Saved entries
────────────────────

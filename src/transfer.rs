use std::sync::Arc;

use crate::db::{DbService, FileEntry, UploadRecord};
use crate::error::{AppError, Result};
use crate::storage::ObjectStore;

/// Binds a binary upload or delete to the object store and the record
/// store, as a two-phase sequence: talk to the backend first, then
/// read-modify-write the user's record. The record mutation runs under the
/// per-user lock so concurrent transfers for one user cannot lose each
/// other's append.
///
/// Repeating an upload with identical inputs produces two objects and two
/// entries, there is no idempotency key.
#[derive(Debug, Clone)]
pub struct FileTransferService {
    store: Arc<dyn ObjectStore>,
    db: DbService,
    directory: String,
}

impl FileTransferService {
    pub fn new<S>(store: Arc<dyn ObjectStore>, db: DbService, directory: S) -> Self
    where
        S: Into<String>,
    {
        FileTransferService {
            store,
            db,
            directory: directory.into(),
        }
    }

    /// Stores the payload, then appends the returned reference to the
    /// user's record. A user without a record gets one created. If the
    /// record write fails the just-stored object is deleted again so it
    /// doesn't end up orphaned. Object keys are `{directory}/{file_name}`
    /// with no per-user component, so that cleanup can remove an object a
    /// concurrent request just stored under the same name.
    pub async fn upload_file(
        &self,
        user_id: &str,
        category: &str,
        file_name: &str,
        bytes: Vec<u8>,
        content_type: &str,
    ) -> Result<String> {
        let url = self
            .store
            .upload(&self.directory, file_name, bytes, content_type)
            .await?;

        let entry = FileEntry {
            source: self.store.backend_tag().to_owned(),
            kind: category.to_owned(),
            url: url.clone(),
        };

        if let Err(err) = self.append_entry(user_id, entry).await {
            if let Err(cleanup_err) = self.store.delete(&self.directory, file_name).await {
                tracing::error!(
                    "could not clean up object {file_name} after failed record write \
                     for user {user_id}: {cleanup_err:?}"
                );
            }
            return Err(err);
        }

        Ok(url)
    }

    async fn append_entry(&self, user_id: &str, entry: FileEntry) -> Result<()> {
        let _guard = self.db.lock_user(user_id).await;

        match self.db.load_files(user_id).await {
            Ok(mut files) => {
                files.push(entry);
                self.db
                    .update(&UploadRecord {
                        user_id: user_id.to_owned(),
                        files,
                    })
                    .await?;
            }
            Err(AppError::RecordNotFound { .. }) => {
                self.db
                    .create(&UploadRecord {
                        user_id: user_id.to_owned(),
                        files: vec![entry],
                    })
                    .await?;
            }
            Err(err) => return Err(err),
        }
        Ok(())
    }

    /// Deletes the object named by the trailing path segment of `url` from
    /// the backend, then prunes matching entries from the user's record.
    /// The storage deletion strictly precedes the record mutation: a
    /// record write failing afterwards leaves a dangling reference, the
    /// deletion is not undone.
    pub async fn delete_file(&self, user_id: &str, url: &str) -> Result<bool> {
        let name = file_name_of(url);
        let deleted = self.store.delete(&self.directory, name).await?;

        let _guard = self.db.lock_user(user_id).await;
        let files = match self.db.load_files(user_id).await {
            Ok(files) => files,
            // object already gone from the backend, nothing left to prune
            Err(AppError::RecordNotFound { .. }) => return Ok(deleted),
            Err(err) => return Err(err),
        };

        let remaining: Vec<FileEntry> = files
            .into_iter()
            .filter(|f| file_name_of(&f.url) != name)
            .collect();

        self.db
            .update(&UploadRecord {
                user_id: user_id.to_owned(),
                files: remaining,
            })
            .await?;

        Ok(deleted)
    }
}

fn file_name_of(url: &str) -> &str {
    // rsplit yields at least one segment even when there is no '/'
    url.rsplit('/').next().unwrap_or(url)
}

#[cfg(test)]
mod tests {
    use super::*;
    use crate::storage::testing::MemoryStore;

    fn entry(url: &str, kind: &str) -> FileEntry {
        FileEntry {
            source: "memory".to_owned(),
            kind: kind.to_owned(),
            url: url.to_owned(),
        }
    }

    async fn service() -> (Arc<MemoryStore>, DbService, FileTransferService) {
        let store = Arc::new(MemoryStore::default());
        let db = DbService::in_memory().await;
        let transfer = FileTransferService::new(store.clone(), db.clone(), "sub");
        (store, db, transfer)
    }

    #[tokio::test]
    async fn upload_appends_one_entry_with_the_backend_url() {
        let (store, db, transfer) = service().await;
        db.create(&UploadRecord {
            user_id: "u1".to_owned(),
            files: vec![entry("a.png", "image")],
        })
        .await
        .unwrap();

        let url = transfer
            .upload_file("u1", "image", "b.png", b"png bytes".to_vec(), "image/png")
            .await
            .unwrap();
        assert_eq!(url, "https://store/sub/b.png");
        assert!(store.contains("sub/b.png"));

        let files = db.load_files("u1").await.unwrap();
        assert_eq!(
            files,
            vec![
                entry("a.png", "image"),
                entry("https://store/sub/b.png", "image")
            ]
        );
    }

    #[tokio::test]
    async fn upload_without_record_creates_one() {
        let (_store, db, transfer) = service().await;

        let url = transfer
            .upload_file("fresh", "video", "clip.mp4", b"mp4".to_vec(), "video/mp4")
            .await
            .unwrap();

        assert_eq!(
            db.load_files("fresh").await.unwrap(),
            vec![entry(&url, "video")]
        );
    }

    #[tokio::test]
    async fn concurrent_uploads_for_one_user_keep_every_entry() {
        let (_store, db, transfer) = service().await;

        let mut handles = Vec::new();
        for i in 0..8 {
            let transfer = transfer.clone();
            handles.push(tokio::spawn(async move {
                transfer
                    .upload_file(
                        "u1",
                        "image",
                        &format!("f{i}.png"),
                        b"png".to_vec(),
                        "image/png",
                    )
                    .await
                    .unwrap()
            }));
        }
        for handle in handles {
            handle.await.unwrap();
        }

        // without the per-user lock the interleaved read-modify-writes
        // drop appends (last writer wins on the whole row)
        let files = db.load_files("u1").await.unwrap();
        assert_eq!(files.len(), 8);
        for i in 0..8 {
            let url = format!("https://store/sub/f{i}.png");
            assert!(files.iter().any(|f| f.url == url), "missing {url}");
        }
    }

    #[tokio::test]
    async fn delete_prunes_entries_matching_the_file_name() {
        let (store, db, transfer) = service().await;
        db.create(&UploadRecord {
            user_id: "u1".to_owned(),
            files: vec![entry("a.png", "image")],
        })
        .await
        .unwrap();
        transfer
            .upload_file("u1", "image", "b.png", b"png".to_vec(), "image/png")
            .await
            .unwrap();

        let deleted = transfer
            .delete_file("u1", "https://store/sub/b.png")
            .await
            .unwrap();
        assert!(deleted);
        assert!(!store.contains("sub/b.png"));
        assert_eq!(
            db.load_files("u1").await.unwrap(),
            vec![entry("a.png", "image")]
        );
    }

    #[tokio::test]
    async fn delete_of_an_absent_url_keeps_the_list() {
        let (_store, db, transfer) = service().await;
        let files = vec![entry("a.png", "image")];
        db.create(&UploadRecord {
            user_id: "u1".to_owned(),
            files: files.clone(),
        })
        .await
        .unwrap();

        let deleted = transfer
            .delete_file("u1", "https://elsewhere/c.png")
            .await
            .unwrap();
        assert!(!deleted);
        assert_eq!(db.load_files("u1").await.unwrap(), files);
    }

    #[tokio::test]
    async fn delete_with_missing_record_still_removes_the_object() {
        let (store, _db, transfer) = service().await;
        store
            .objects
            .lock()
            .insert("sub/ghost.png".to_owned(), b"png".to_vec());

        let deleted = transfer
            .delete_file("nobody", "https://store/sub/ghost.png")
            .await
            .unwrap();
        assert!(deleted);
        assert!(!store.contains("sub/ghost.png"));
    }

    #[tokio::test]
    async fn failed_backend_upload_propagates_and_writes_nothing() {
        let store = Arc::new(MemoryStore::failing());
        let db = DbService::in_memory().await;
        let transfer = FileTransferService::new(store.clone(), db.clone(), "sub");

        let res = transfer
            .upload_file("u1", "image", "a.png", b"png".to_vec(), "image/png")
            .await;
        assert!(matches!(res, Err(AppError::StorageBackendError { .. })));
        assert!(matches!(
            db.load_files("u1").await,
            Err(AppError::RecordNotFound { .. })
        ));
    }

    #[tokio::test]
    async fn failed_record_write_deletes_the_stored_object() {
        let (store, db, transfer) = service().await;

        // longer than the 40 char limit enforced by the schema, so the
        // create path fails after the object was stored
        let user_id = "u".repeat(41);
        let res = transfer
            .upload_file(&user_id, "image", "a.png", b"png".to_vec(), "image/png")
            .await;

        assert!(matches!(res, Err(AppError::DBError { .. })));
        assert_eq!(store.len(), 0);
        assert!(matches!(
            db.load_files(&user_id).await,
            Err(AppError::RecordNotFound { .. })
        ));
    }
}
use std::collections::HashMap;
use std::sync::Arc;

use parking_lot::Mutex;
use serde::{Deserialize, Serialize};
use sqlx::types::Json;
use sqlx::{sqlite::SqlitePoolOptions, Executor, Pool, Sqlite};
use tokio::sync::{Mutex as AsyncMutex, OwnedMutexGuard};
use validator::Validate;

use crate::error::{AppError, DBErrorContext, Result};

/// One row per user. The whole record is the unit of persistence: every
/// mutation loads the full file list, recomputes it in memory and writes
/// it back. There is no per-entry update primitive.
#[derive(Debug, Clone, PartialEq, Eq, Serialize, Deserialize, Validate)]
pub struct UploadRecord {
    #[serde(rename = "userId")]
    #[validate(length(max = 40))]
    pub user_id: String,
    #[serde(default)]
    pub files: Vec<FileEntry>,
}

/// A reference to an object held by the storage backend. `url` is the
/// effective identity of an entry within a record.
#[derive(Debug, Clone, PartialEq, Eq, Serialize, Deserialize)]
pub struct FileEntry {
    pub source: String,
    #[serde(rename = "type")]
    pub kind: String,
    pub url: String,
}

#[derive(sqlx::FromRow)]
struct UploadRow {
    user_id: String,
    files: Json<Vec<FileEntry>>,
}

impl From<UploadRow> for UploadRecord {
    fn from(row: UploadRow) -> Self {
        UploadRecord {
            user_id: row.user_id,
            files: row.files.0,
        }
    }
}

#[derive(Debug, Clone)]
pub struct DbService {
    pool: Pool<Sqlite>,
    // One async mutex per user id, handed out to every read-modify-write
    // sequence touching that user's file list. Entries are never evicted,
    // the registry grows with the number of distinct users.
    user_locks: Arc<Mutex<HashMap<String, Arc<AsyncMutex<()>>>>>,
}

impl DbService {
    pub async fn new(db_path: &str) -> Result<Self> {
        let pool_res = SqlitePoolOptions::new()
            .max_connections(2)
            .after_connect(|conn, _meta| {
                // sqlite doesn't allow multiple writers at the same time.
                // Allow multiple read tx alongside at most one write tx.
                // See https://www.sqlite.org/wal.html
                Box::pin(async move {
                    conn.execute("PRAGMA journal_mode=WAL;").await?;
                    Ok(())
                })
            })
            .connect(db_path)
            .await;
        match pool_res {
            Ok(pool) => Ok(DbService {
                pool,
                user_locks: Arc::new(Mutex::new(HashMap::new())),
            }),
            Err(err) => Err(AppError::DBInitError {
                path: db_path.to_owned(),
                source: err,
            }),
        }
    }

    #[cfg(test)]
    pub(crate) async fn in_memory() -> Self {
        let pool = SqlitePoolOptions::new()
            .max_connections(1)
            .connect("sqlite::memory:")
            .await
            .unwrap();
        let db = DbService {
            pool,
            user_locks: Arc::new(Mutex::new(HashMap::new())),
        };
        db.migrate().await.unwrap();
        db
    }

    pub async fn migrate(&self) -> Result<()> {
        sqlx::migrate!("./migrations").run(&self.pool).await?;
        Ok(())
    }

    pub async fn ping(&self) -> Result<()> {
        sqlx::query("SELECT 1")
            .execute(&self.pool)
            .await
            .with_context(|| "cannot reach the database")?;
        Ok(())
    }

    /// Serializes read-modify-write sequences for a single user. Concurrent
    /// transfers for the same user would otherwise overwrite each other's
    /// append (last writer wins on the whole row).
    pub(crate) async fn lock_user(&self, user_id: &str) -> OwnedMutexGuard<()> {
        let lock = {
            let mut locks = self.user_locks.lock();
            locks.entry(user_id.to_owned()).or_default().clone()
        };
        lock.lock_owned().await
    }

    pub async fn all(&self) -> Result<Vec<UploadRecord>> {
        let rows = sqlx::query_as::<_, UploadRow>("SELECT user_id, files FROM uploads")
            .fetch_all(&self.pool)
            .await
            .with_context(|| "cannot fetch upload records")?;
        Ok(rows.into_iter().map(UploadRecord::from).collect())
    }

    pub async fn load_files(&self, user_id: &str) -> Result<Vec<FileEntry>> {
        let row =
            sqlx::query_as::<_, UploadRow>("SELECT user_id, files FROM uploads WHERE user_id=?")
                .bind(user_id)
                .fetch_optional(&self.pool)
                .await
                .with_context(|| format!("cannot fetch upload record for user {user_id}"))?;

        match row {
            Some(row) => Ok(row.files.0),
            None => Err(AppError::RecordNotFound {
                user_id: user_id.to_owned(),
            }),
        }
    }

    /// Urls of the entries categorized as images. Entries of any other
    /// kind are filtered out.
    pub async fn load_image_urls(&self, user_id: &str) -> Result<Vec<String>> {
        let files = self.load_files(user_id).await?;
        Ok(files
            .into_iter()
            .filter(|f| f.kind == "image")
            .map(|f| f.url)
            .collect())
    }

    pub async fn create(&self, record: &UploadRecord) -> Result<u64> {
        tracing::info!("creating upload record for user {}", record.user_id);
        let res = sqlx::query("INSERT INTO uploads (user_id, files) VALUES (?, ?)")
            .bind(&record.user_id)
            .bind(Json(&record.files))
            .execute(&self.pool)
            .await
            .with_context(|| format!("cannot insert upload record for user {}", record.user_id))?;
        Ok(res.rows_affected())
    }

    /// Full overwrite of the row's file list. A missing row is a no-op
    /// (0 rows affected).
    pub async fn update(&self, record: &UploadRecord) -> Result<u64> {
        let res = sqlx::query("UPDATE uploads SET files=? WHERE user_id=?")
            .bind(Json(&record.files))
            .bind(&record.user_id)
            .execute(&self.pool)
            .await
            .with_context(|| format!("cannot update upload record for user {}", record.user_id))?;
        Ok(res.rows_affected())
    }

    /// Removes every entry whose url matches, or none when nothing matches.
    /// The list is written back as a whole either way.
    pub async fn delete_entry(&self, user_id: &str, url: &str) -> Result<u64> {
        let _guard = self.lock_user(user_id).await;

        let files = self.load_files(user_id).await?;
        let remaining: Vec<FileEntry> = files.into_iter().filter(|f| f.url != url).collect();

        self.update(&UploadRecord {
            user_id: user_id.to_owned(),
            files: remaining,
        })
        .await
    }
}
use axum::extract::{OriginalUri, Path, State};
use axum::http::StatusCode;
use axum::response::{IntoResponse, Response};
use axum::{Form, Json};
use serde::Deserialize;
use validator::Validate;

use crate::db::{FileEntry, UploadRecord};
use crate::error::{AppError, Result};
use crate::state::AppState;

pub(crate) async fn all(State(state): State<AppState>) -> Result<Json<Vec<UploadRecord>>> {
    Ok(Json(state.db.all().await?))
}

pub(crate) async fn load(
    State(state): State<AppState>,
    Path(user_id): Path<String>,
) -> Result<Json<Vec<FileEntry>>> {
    Ok(Json(state.db.load_files(&user_id).await?))
}

pub(crate) async fn load_image(
    State(state): State<AppState>,
    OriginalUri(uri): OriginalUri,
    Path(user_id): Path<String>,
) -> Result<Response> {
    // the image listing is only served from the /image subtree
    if !uri.path().split('/').any(|seg| seg == "image") {
        return Ok(StatusCode::NOT_FOUND.into_response());
    }
    Ok(Json(state.db.load_image_urls(&user_id).await?).into_response())
}

pub(crate) async fn create(
    State(state): State<AppState>,
    Json(record): Json<UploadRecord>,
) -> Result<(StatusCode, Json<u64>)> {
    record.validate()?;
    let rows = state.db.create(&record).await?;
    Ok((StatusCode::CREATED, Json(rows)))
}

pub(crate) async fn update(
    State(state): State<AppState>,
    Json(record): Json<UploadRecord>,
) -> Result<Json<u64>> {
    record.validate()?;
    Ok(Json(state.db.update(&record).await?))
}

#[derive(Debug, Deserialize)]
pub(crate) struct DeleteParams {
    #[serde(rename = "userId")]
    user_id: Option<String>,
    url: Option<String>,
}

impl DeleteParams {
    pub(crate) fn require(self) -> Result<(String, String)> {
        let user_id = self
            .user_id
            .filter(|s| !s.is_empty())
            .ok_or(AppError::MissingField("userId"))?;
        let url = self
            .url
            .filter(|s| !s.is_empty())
            .ok_or(AppError::MissingField("url"))?;
        Ok((user_id, url))
    }
}

pub(crate) async fn delete_entry(
    State(state): State<AppState>,
    Form(params): Form<DeleteParams>,
) -> Result<Json<u64>> {
    let (user_id, url) = params.require()?;
    Ok(Json(state.db.delete_entry(&user_id, &url).await?))
}
use async_trait::async_trait;
use aws_sdk_s3::primitives::ByteStream;

use crate::error::{AppError, Result};

/// A backend holding the binary payloads. The record store only keeps the
/// returned urls, everything byte-shaped goes through here. Could be S3,
/// garage, or an in-memory double in tests.
#[async_trait]
pub trait ObjectStore: Send + Sync + std::fmt::Debug {
    /// Identifier recorded in `FileEntry.source` so a reference can be
    /// traced back to the backend that produced it.
    fn backend_tag(&self) -> &'static str;

    /// Store the payload under `{directory}/{name}` and return the public
    /// url of the object.
    async fn upload(
        &self,
        directory: &str,
        name: &str,
        bytes: Vec<u8>,
        content_type: &str,
    ) -> Result<String>;

    /// Remove the object. Returns whether the backend acknowledged the
    /// deletion.
    async fn delete(&self, directory: &str, name: &str) -> Result<bool>;
}

pub(crate) trait BackendErrorContext<T, E> {
    fn with_context<C, F>(self, f: F) -> Result<T>
    where
        C: ToString + Send + Sync + 'static,
        F: FnOnce() -> C;
}

impl<T, E> BackendErrorContext<T, E> for std::result::Result<T, E>
where
    E: std::error::Error + Send + Sync + 'static,
{
    fn with_context<C, F>(self, f: F) -> Result<T>
    where
        C: ToString + Send + Sync + 'static,
        F: FnOnce() -> C,
    {
        self.map_err(|err| AppError::StorageBackendError {
            message: f().to_string(),
            source: Box::new(err),
        })
    }
}

#[derive(Debug, Clone)]
pub struct S3Config {
    pub bucket: String,
    pub region: Option<String>,
    /// Custom S3-compatible endpoint (garage, minio). Implies path-style
    /// addressing.
    pub endpoint: Option<String>,
    /// Base url prepended to object keys to form the public reference.
    pub public_base_url: String,
}

#[derive(Debug, Clone)]
pub struct S3Store {
    client: aws_sdk_s3::Client,
    bucket: String,
    public_base_url: String,
}

impl S3Store {
    pub async fn new(conf: S3Config) -> Self {
        let mut loader = aws_config::from_env();
        if let Some(region) = conf.region.clone() {
            loader = loader.region(aws_sdk_s3::config::Region::new(region));
        }
        let sdk_config = loader.load().await;

        let mut builder = aws_sdk_s3::config::Builder::from(&sdk_config);
        if let Some(endpoint) = &conf.endpoint {
            builder = builder.endpoint_url(endpoint).force_path_style(true);
        }
        let client = aws_sdk_s3::Client::from_conf(builder.build());

        S3Store {
            client,
            bucket: conf.bucket,
            public_base_url: conf.public_base_url,
        }
    }
}

#[async_trait]
impl ObjectStore for S3Store {
    fn backend_tag(&self) -> &'static str {
        "s3"
    }

    async fn upload(
        &self,
        directory: &str,
        name: &str,
        bytes: Vec<u8>,
        content_type: &str,
    ) -> Result<String> {
        let key = format!("{directory}/{name}");
        self.client
            .put_object()
            .bucket(&self.bucket)
            .key(&key)
            .content_type(content_type)
            .body(ByteStream::from(bytes))
            .send()
            .await
            .with_context(|| format!("cannot upload {key} to bucket {}", self.bucket))?;

        tracing::info!("uploaded {key} to bucket {}", self.bucket);
        Ok(format!(
            "{}/{key}",
            self.public_base_url.trim_end_matches('/')
        ))
    }

    async fn delete(&self, directory: &str, name: &str) -> Result<bool> {
        let key = format!("{directory}/{name}");
        self.client
            .delete_object()
            .bucket(&self.bucket)
            .key(&key)
            .send()
            .await
            .with_context(|| format!("cannot delete {key} from bucket {}", self.bucket))?;

        tracing::info!("deleted {key} from bucket {}", self.bucket);
        Ok(true)
    }
}

#[cfg(test)]
pub(crate) mod testing {
    use std::collections::HashMap;

    use parking_lot::Mutex;

    use super::*;

    /// In-memory stand-in for the S3 backend, keyed like the real one.
    #[derive(Debug, Default)]
    pub(crate) struct MemoryStore {
        pub(crate) objects: Mutex<HashMap<String, Vec<u8>>>,
        pub(crate) fail_uploads: bool,
    }

    impl MemoryStore {
        pub(crate) fn failing() -> Self {
            MemoryStore {
                objects: Mutex::new(HashMap::new()),
                fail_uploads: true,
            }
        }

        pub(crate) fn contains(&self, key: &str) -> bool {
            self.objects.lock().contains_key(key)
        }

        pub(crate) fn len(&self) -> usize {
            self.objects.lock().len()
        }
    }

    #[async_trait]
    impl ObjectStore for MemoryStore {
        fn backend_tag(&self) -> &'static str {
            "memory"
        }

        async fn upload(
            &self,
            directory: &str,
            name: &str,
            bytes: Vec<u8>,
            _content_type: &str,
        ) -> Result<String> {
            if self.fail_uploads {
                return Err(AppError::StorageBackendError {
                    message: "upload refused".to_owned(),
                    source: Box::new(std::io::Error::new(std::io::ErrorKind::Other, "boom")),
                });
            }
            let key = format!("{directory}/{name}");
            self.objects.lock().insert(key.clone(), bytes);
            Ok(format!("https://store/{key}"))
        }

        async fn delete(&self, directory: &str, name: &str) -> Result<bool> {
            let key = format!("{directory}/{name}");
            Ok(self.objects.lock().remove(&key).is_some())
        }
    }
}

────────────────────

*Problem statement:* Among the lines above, return each one holding the string "StorageBackendError".

*Result:*
        assert!(matches!(res, Err(AppError::StorageBackendError { .. })));
        self.map_err(|err| AppError::StorageBackendError {
                return Err(AppError::StorageBackendError {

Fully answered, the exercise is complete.